**TASK DIRECTIONS**.
State how many lines of the records contain the string "SignableAction". Give the number alone.

**SUPPLIED DATA**.
use crate::action::{ActionPayload, SignableAction};
use crate::domain::EvvmPaymentArgs;
use crate::error::{SdkError, SdkResult};
use crate::payment::SignablePayment;
use crate::shared::{
    hash_pre_registered_username, require_non_empty, validate_username, CanonicalField,
};
use abi::INameService;

/// Registration costs this many reward units.
pub const REGISTRATION_REWARD_MULTIPLIER: u64 = 100;

/// Payment amount for `registrationUsername`: `reward × 100`, or zero when the
/// reward could not be read.
pub fn registration_payment_amount(reward: Option<U256>) -> SdkResult<U256> {
    match reward {
        Some(r) => r
            .checked_mul(U256::from(REGISTRATION_REWARD_MULTIPLIER))
            .ok_or_else(|| SdkError::read("getRewardAmount", "reward × 100 overflows uint256")),
        None => Ok(U256::ZERO),
    }
}

// ============================================================================
// Registration
// ============================================================================

#[derive(Debug, Clone, PartialEq, Eq, Serialize, Deserialize)]
pub struct PreRegistrationUsername {
    pub username: String,
    pub clow_number: U256,
    pub nonce: U256,
}

impl PreRegistrationUsername {
    pub fn commitment(&self) -> B256 {
        hash_pre_registered_username(&self.username, self.clow_number)
    }
}

impl ActionPayload for PreRegistrationUsername {
    fn function_name(&self) -> &'static str {
        "preRegistrationUsername"
    }

    fn nonce(&self) -> U256 {
        self.nonce
    }

    fn fields(&self) -> Vec<String> {
        vec![self.commitment().canonical(), self.nonce.canonical()]
    }

    fn validate(&self) -> SdkResult<()> {
        validate_username(&self.username)
    }
}

#[derive(Debug, Clone, PartialEq, Eq, Serialize, Deserialize)]
pub struct RegistrationUsername {
    pub username: String,
    pub clow_number: U256,
    pub nonce: U256,
}

impl ActionPayload for RegistrationUsername {
    fn function_name(&self) -> &'static str {
        "registrationUsername"
    }

    fn nonce(&self) -> U256 {
        self.nonce
    }

    fn fields(&self) -> Vec<String> {
        vec![
            self.username.canonical(),
            self.clow_number.canonical(),
            self.nonce.canonical(),
        ]
    }

    fn validate(&self) -> SdkResult<()> {
        validate_username(&self.username)
    }
}

// ============================================================================
// Offers
// ============================================================================

#[derive(Debug, Clone, PartialEq, Eq, Serialize, Deserialize)]
pub struct MakeOffer {
    pub username: String,
    /// Unix seconds.
    pub expire_date: u64,
    pub amount: U256,
    pub nonce: U256,
}

impl ActionPayload for MakeOffer {
    fn function_name(&self) -> &'static str {
        "makeOffer"
    }

    fn nonce(&self) -> U256 {
        self.nonce
    }

    fn fields(&self) -> Vec<String> {
        vec![
            self.username.canonical(),
            self.expire_date.canonical(),
            self.amount.canonical(),
            self.nonce.canonical(),
        ]
    }

    fn validate(&self) -> SdkResult<()> {
        require_non_empty("username", &self.username)?;
        if self.amount.is_zero() {
            return Err(SdkError::Validation("offer amount must be positive".to_string()));
        }
        if self.expire_date == 0 {
            return Err(SdkError::Validation("offer expiry is required".to_string()));
        }
        Ok(())
    }
}

/// Which side of an offer is being resolved.
#[derive(Debug, Clone, Copy, PartialEq, Eq, Hash, Serialize, Deserialize)]
#[serde(rename_all = "snake_case")]
pub enum OfferResolution {
    /// The offerer takes the offer back.
    Withdraw,
    /// The username owner accepts it.
    Accept,
}

#[derive(Debug, Clone, PartialEq, Eq, Serialize, Deserialize)]
pub struct ResolveOffer {
    pub resolution: OfferResolution,
    pub username: String,
    pub offer_id: U256,
    pub nonce: U256,
}

impl ResolveOffer {
    pub fn withdraw(username: impl Into<String>, offer_id: U256, nonce: U256) -> Self {
        Self {
            resolution: OfferResolution::Withdraw,
            username: username.into(),
            offer_id,
            nonce,
        }
    }

    pub fn accept(username: impl Into<String>, offer_id: U256, nonce: U256) -> Self {
        Self {
            resolution: OfferResolution::Accept,
            username: username.into(),
            offer_id,
            nonce,
        }
    }
}

impl ActionPayload for ResolveOffer {
    fn function_name(&self) -> &'static str {
        match self.resolution {
            OfferResolution::Withdraw => "withdrawOffer",
            OfferResolution::Accept => "acceptOffer",
        }
    }

    fn nonce(&self) -> U256 {
        self.nonce
    }

    fn fields(&self) -> Vec<String> {
        vec![
            self.username.canonical(),
            self.offer_id.canonical(),
            self.nonce.canonical(),
        ]
    }

    fn validate(&self) -> SdkResult<()> {
        require_non_empty("username", &self.username)
    }
}

// ============================================================================
// Identity maintenance
// ============================================================================

#[derive(Debug, Clone, PartialEq, Eq, Serialize, Deserialize)]
pub struct RenewUsername {
    pub username: String,
    pub nonce: U256,
}

impl ActionPayload for RenewUsername {
    fn function_name(&self) -> &'static str {
        "renewUsername"
    }

    fn nonce(&self) -> U256 {
        self.nonce
    }

    fn fields(&self) -> Vec<String> {
        vec![self.username.canonical(), self.nonce.canonical()]
    }

    fn validate(&self) -> SdkResult<()> {
        require_non_empty("username", &self.username)
    }
}

/// A metadata entry before it is flattened to `"{schema}:{subschema}>{value}"`.
#[derive(Debug, Clone, PartialEq, Eq, Serialize, Deserialize)]
pub struct CustomMetadata {
    pub schema: String,
    pub subschema: String,
    pub value: String,
}

impl CustomMetadata {
    pub fn new(
        schema: impl Into<String>,
        subschema: impl Into<String>,
        value: impl Into<String>,
    ) -> Self {
        Self {
            schema: schema.into(),
            subschema: subschema.into(),
            value: value.into(),
        }
    }

    pub fn composite(&self) -> String {
        format!("{}:{}>{}", self.schema, self.subschema, self.value)
    }
}

#[derive(Debug, Clone, PartialEq, Eq, Serialize, Deserialize)]
pub struct AddCustomMetadata {
    pub identity: String,
    /// Composite `"{schema}:{subschema}>{value}"`.
    pub value: String,
    pub nonce: U256,
}

impl AddCustomMetadata {
    pub fn new(identity: impl Into<String>, metadata: &CustomMetadata, nonce: U256) -> Self {
        Self {
            identity: identity.into(),
            value: metadata.composite(),
            nonce,
        }
    }
}

impl ActionPayload for AddCustomMetadata {
    fn function_name(&self) -> &'static str {
        "addCustomMetadata"
    }

    fn nonce(&self) -> U256 {
        self.nonce
    }

    fn fields(&self) -> Vec<String> {
        vec![
            self.identity.canonical(),
            self.value.canonical(),
            self.nonce.canonical(),
        ]
    }

    fn validate(&self) -> SdkResult<()> {
        require_non_empty("identity", &self.identity)?;
        require_non_empty("metadata value", &self.value)
    }
}

#[derive(Debug, Clone, PartialEq, Eq, Serialize, Deserialize)]
pub struct RemoveCustomMetadata {
    pub identity: String,
    pub key: U256,
    pub nonce: U256,
}

impl ActionPayload for RemoveCustomMetadata {
    fn function_name(&self) -> &'static str {
        "removeCustomMetadata"
    }

    fn nonce(&self) -> U256 {
        self.nonce
    }

    fn fields(&self) -> Vec<String> {
        vec![
            self.identity.canonical(),
            self.key.canonical(),
            self.nonce.canonical(),
        ]
    }

    fn validate(&self) -> SdkResult<()> {
        require_non_empty("identity", &self.identity)
    }
}

#[derive(Debug, Clone, PartialEq, Eq, Serialize, Deserialize)]
pub struct FlushCustomMetadata {
    pub identity: String,
    pub nonce: U256,
}

impl ActionPayload for FlushCustomMetadata {
    fn function_name(&self) -> &'static str {
        "flushCustomMetadata"
    }

    fn nonce(&self) -> U256 {
        self.nonce
    }

    fn fields(&self) -> Vec<String> {
        vec![self.identity.canonical(), self.nonce.canonical()]
    }

    fn validate(&self) -> SdkResult<()> {
        require_non_empty("identity", &self.identity)
    }
}

#[derive(Debug, Clone, PartialEq, Eq, Serialize, Deserialize)]
pub struct FlushUsername {
    pub username: String,
    pub nonce: U256,
}

impl ActionPayload for FlushUsername {
    fn function_name(&self) -> &'static str {
        "flushUsername"
    }

    fn nonce(&self) -> U256 {
        self.nonce
    }

    fn fields(&self) -> Vec<String> {
        vec![self.username.canonical(), self.nonce.canonical()]
    }

    fn validate(&self) -> SdkResult<()> {
        require_non_empty("username", &self.username)
    }
}

// ============================================================================
// Call builders
// ============================================================================

pub fn pre_registration_call(
    action: &SignableAction<PreRegistrationUsername>,
    payment: &SignablePayment,
) -> SdkResult<INameService::preRegistrationUsernameCall> {
    let evvm = EvvmPaymentArgs::from_payment(payment)?;
    Ok(INameService::preRegistrationUsernameCall {
        user: action.actor,
        hashPreRegisteredUsername: action.payload.commitment(),
        nonce: action.payload.nonce,
        signature: action.signature_bytes()?,
        priorityFee_EVVM: evvm.priority_fee,
        nonce_EVVM: evvm.nonce,
        priorityFlag_EVVM: evvm.priority_flag,
        signature_EVVM: evvm.signature,
    })
}

pub fn registration_call(
    action: &SignableAction<RegistrationUsername>,
    payment: &SignablePayment,
) -> SdkResult<INameService::registrationUsernameCall> {
    let evvm = EvvmPaymentArgs::from_payment(payment)?;
    Ok(INameService::registrationUsernameCall {
        user: action.actor,
        username: action.payload.username.clone(),
        clowNumber: action.payload.clow_number,
        nonce: action.payload.nonce,
        signature: action.signature_bytes()?,
        priorityFee_EVVM: evvm.priority_fee,
        nonce_EVVM: evvm.nonce,
        priorityFlag_EVVM: evvm.priority_flag,
        signature_EVVM: evvm.signature,
    })
}

pub fn make_offer_call(
    action: &SignableAction<MakeOffer>,
    payment: &SignablePayment,
) -> SdkResult<INameService::makeOfferCall> {
    let evvm = EvvmPaymentArgs::from_payment(payment)?;
    Ok(INameService::makeOfferCall {
        user: action.actor,
        username: action.payload.username.clone(),
        expireDate: U256::from(action.payload.expire_date),
        amount: action.payload.amount,
        nonce: action.payload.nonce,
        signature: action.signature_bytes()?,
        priorityFee_EVVM: evvm.priority_fee,
        nonce_EVVM: evvm.nonce,
        priorityFlag_EVVM: evvm.priority_flag,
        signature_EVVM: evvm.signature,
    })
}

**REPLY**.
4